**What the task asks**
Look below for the line containing "#[tokio::test]"; from there through the line containing "let mut pipeline = Pipeline::new(task_runner, store);", both lines included, please set down each line exactly and nothing else.

**Information provided**

//! Admission control across task and judge calls, and interrupts that land
//! after part of the run has been persisted.

use async_trait::async_trait;
use lcr_core::llm::retry_with_backoff;
use lcr_core::{
    CharRatioTokenizer, ChatCompletion, CompletionOutcome, ConcurrencyGate, DocumentSource,
    EvalError, EvalResult, HEADER_WIDTH, ModelEndpointConfig, Pipeline, PipelineEvent,
    ProgressCallback, QuestionRecord, ResultStore, RetryPolicy, TaskRunner, TokenBudget,
    TokenUsage,
};
use std::sync::atomic::{AtomicUsize, Ordering};
use std::sync::{Arc, Mutex};
use std::time::Duration;
use tempfile::TempDir;
use tokio_util::sync::CancellationToken;

struct NoDocs;

impl DocumentSource for NoDocs {
    fn load(&self, _category: &str, _set_id: &str, _filename: &str) -> Option<String> {
        None
    }
}

fn question(id: &str, text: &str) -> QuestionRecord {
    QuestionRecord {
        id: id.to_string(),
        question: text.to_string(),
        gold_answer: "right".to_string(),
        ..Default::default()
    }
}

fn reply(endpoint: &ModelEndpointConfig) -> CompletionOutcome {
    let text = if endpoint.model_id == "judge" {
        "CORRECT"
    } else {
        "right"
    };
    CompletionOutcome {
        text: text.to_string(),
        usage: TokenUsage::new(4, 1),
    }
}

fn runner(client: Arc<dyn ChatCompletion>, gate: ConcurrencyGate) -> TaskRunner {
    let budget = TokenBudget::new(Arc::new(CharRatioTokenizer::new()), 10_000);
    TaskRunner::new(
        client,
        Arc::new(NoDocs),
        budget,
        gate,
        ModelEndpointConfig::new("task", "http://task", "k"),
        ModelEndpointConfig::new("judge", "http://judge", "k"),
        3,
    )
}

/// Every call stays in flight for a while and records how many calls
/// overlapped, whichever model it targets.
#[derive(Default)]
struct OverlapTracker {
    in_flight: AtomicUsize,
    peak: AtomicUsize,
    task_calls: AtomicUsize,
    judge_calls: AtomicUsize,
}

#[async_trait]
impl ChatCompletion for OverlapTracker {
    async fn complete(
        &self,
        endpoint: &ModelEndpointConfig,
        _prompt: &str,
        _max_tokens: u32,
        _retries: u32,
    ) -> EvalResult<CompletionOutcome> {
        if endpoint.model_id == "judge" {
            self.judge_calls.fetch_add(1, Ordering::SeqCst);
        } else {
            self.task_calls.fetch_add(1, Ordering::SeqCst);
        }
        let now = self.in_flight.fetch_add(1, Ordering::SeqCst) + 1;
        self.peak.fetch_max(now, Ordering::SeqCst);
        tokio::time::sleep(Duration::from_millis(50)).await;
        self.in_flight.fetch_sub(1, Ordering::SeqCst);
        Ok(reply(endpoint))
    }
}

#[tokio::test(start_paused = true)]
async fn test_task_and_judge_calls_share_one_gate() {
    let dir = TempDir::new().unwrap();
    let tracker = Arc::new(OverlapTracker::default());
    let gate = ConcurrencyGate::new(2);
    let store = ResultStore::open(dir.path().join("run.jsonl"), HEADER_WIDTH).unwrap();
    let mut pipeline = Pipeline::new(runner(tracker.clone(), gate.clone()), store);
    let questions: Vec<QuestionRecord> = (1..=8)
        .map(|i| question(&i.to_string(), "what?"))
        .collect();

    let summary = pipeline
        .run(&questions, &CancellationToken::new(), None)
        .await
        .unwrap();

    assert_eq!(summary.persisted, 8);
    assert_eq!(tracker.task_calls.load(Ordering::SeqCst), 8);
    assert_eq!(tracker.judge_calls.load(Ordering::SeqCst), 8);
    assert_eq!(tracker.peak.load(Ordering::SeqCst), 2);
    assert_eq!(gate.available(), 2);
}

/// Task calls fail their first two attempts; every attempt is logged with
/// the call it belongs to.
#[derive(Default)]
struct FlakyModel {
    next_call: AtomicUsize,
    attempts: Mutex<Vec<(usize, u32)>>,
}

#[async_trait]
impl ChatCompletion for FlakyModel {
    async fn complete(
        &self,
        endpoint: &ModelEndpointConfig,
        _prompt: &str,
        _max_tokens: u32,
        retries: u32,
    ) -> EvalResult<CompletionOutcome> {
        let call = self.next_call.fetch_add(1, Ordering::SeqCst);
        let policy = RetryPolicy::new(Duration::from_millis(100), Duration::from_millis(400));
        let is_task = endpoint.model_id == "task";

        retry_with_backoff(&policy, retries, |attempt| {
            self.attempts.lock().unwrap().push((call, attempt));
            let outcome = reply(endpoint);
            async move {
                tokio::time::sleep(Duration::from_millis(5)).await;
                if is_task && attempt < 2 {
                    Err(EvalError::transient("flaky upstream"))
                } else {
                    Ok(outcome)
                }
            }
        })
        .await
    }
}

#[tokio::test(start_paused = true)]
async fn test_retrying_call_keeps_its_slot() {
    let dir = TempDir::new().unwrap();
    let model = Arc::new(FlakyModel::default());
    let store = ResultStore::open(dir.path().join("run.jsonl"), HEADER_WIDTH).unwrap();
    let mut pipeline = Pipeline::new(runner(model.clone(), ConcurrencyGate::new(1)), store);
    let questions = vec![question("1", "a?"), question("2", "b?"), question("3", "c?")];

    let summary = pipeline
        .run(&questions, &CancellationToken::new(), None)
        .await
        .unwrap();
    assert_eq!(summary.persisted, 3);
    assert_eq!(summary.stats.correct, 3);

    let attempts = model.attempts.lock().unwrap().clone();
    // 3 task calls with 3 attempts each, 3 judge calls with one attempt
    assert_eq!(attempts.len(), 12);

    // With one slot, no other call may start while a call sits in backoff:
    // each call's attempts form one contiguous run in the log.
    let mut finished = Vec::new();
    for window in attempts.windows(2) {
        let (call, _) = window[0];
        let (next_call, next_attempt) = window[1];
        if next_call != call {
            assert!(
                !finished.contains(&next_call),
                "call {next_call} resumed after other calls ran: {attempts:?}"
            );
            assert_eq!(next_attempt, 0, "interleaved attempts: {attempts:?}");
            finished.push(call);
        }
    }
}

/// Questions whose text contains "hang" never get an answer.
struct HangingModel;

#[async_trait]
impl ChatCompletion for HangingModel {
    async fn complete(
        &self,
        endpoint: &ModelEndpointConfig,
        prompt: &str,
        _max_tokens: u32,
        _retries: u32,
    ) -> EvalResult<CompletionOutcome> {
        if endpoint.model_id == "task" && prompt.contains("hang") {
            std::future::pending::<()>().await;
        }
        Ok(reply(endpoint))
    }
}

#[tokio::test]
async fn test_interrupt_after_appends_keeps_written_lines() {
    let dir = TempDir::new().unwrap();
    let path = dir.path().join("run.jsonl");
    let questions = vec![
        question("1", "quick"),
        question("2", "quick"),
        question("3", "hang"),
        question("4", "hang"),
    ];

    let cancel = CancellationToken::new();
    let trigger = cancel.clone();
    let progress: ProgressCallback = Box::new(move |event| {
        if let PipelineEvent::Recorded { completed: 2, .. } = event {
            trigger.cancel();
        }
    });

    let written = {
        let store = ResultStore::open(&path, HEADER_WIDTH).unwrap();
        let task_runner = runner(Arc::new(HangingModel), ConcurrencyGate::new(4));
        let mut pipeline = Pipeline::new(task_runner, store);
        let summary = pipeline.run(&questions, &cancel, Some(&progress)).await.unwrap();

        assert!(summary.interrupted);
        assert_eq!(summary.persisted, 2);
        assert_eq!(summary.abandoned(), 2);
        std::fs::read_to_string(&path).unwrap()
    };

    let written_lines: Vec<&str> = written.lines().collect();
    assert_eq!(written_lines.len(), 3);
    let header: serde_json::Value = serde_json::from_str(written_lines[0]).unwrap();
    assert_eq!(header["total"], 2);
    assert_eq!(header["correct"], 2);

    let store = ResultStore::open(&path, HEADER_WIDTH).unwrap();
    let reopened = std::fs::read_to_string(&path).unwrap();
    assert_eq!(reopened.lines().skip(1).collect::<Vec<_>>(), written_lines[1..]);

    let pending: Vec<String> = store.pending(&questions).into_iter().map(|q| q.id).collect();
    assert_eq!(pending, vec!["3", "4"]);
    assert_eq!(store.stats().total, 2);
}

**Task answer**
#[tokio::test]
async fn test_interrupt_after_appends_keeps_written_lines() {
    let dir = TempDir::new().unwrap();
    let path = dir.path().join("run.jsonl");
    let questions = vec![
        question("1", "quick"),
        question("2", "quick"),
        question("3", "hang"),
        question("4", "hang"),
    ];

    let cancel = CancellationToken::new();
    let trigger = cancel.clone();
    let progress: ProgressCallback = Box::new(move |event| {
        if let PipelineEvent::Recorded { completed: 2, .. } = event {
            trigger.cancel();
        }
    });

    let written = {
        let store = ResultStore::open(&path, HEADER_WIDTH).unwrap();
        let task_runner = runner(Arc::new(HangingModel), ConcurrencyGate::new(4));
        let mut pipeline = Pipeline::new(task_runner, store);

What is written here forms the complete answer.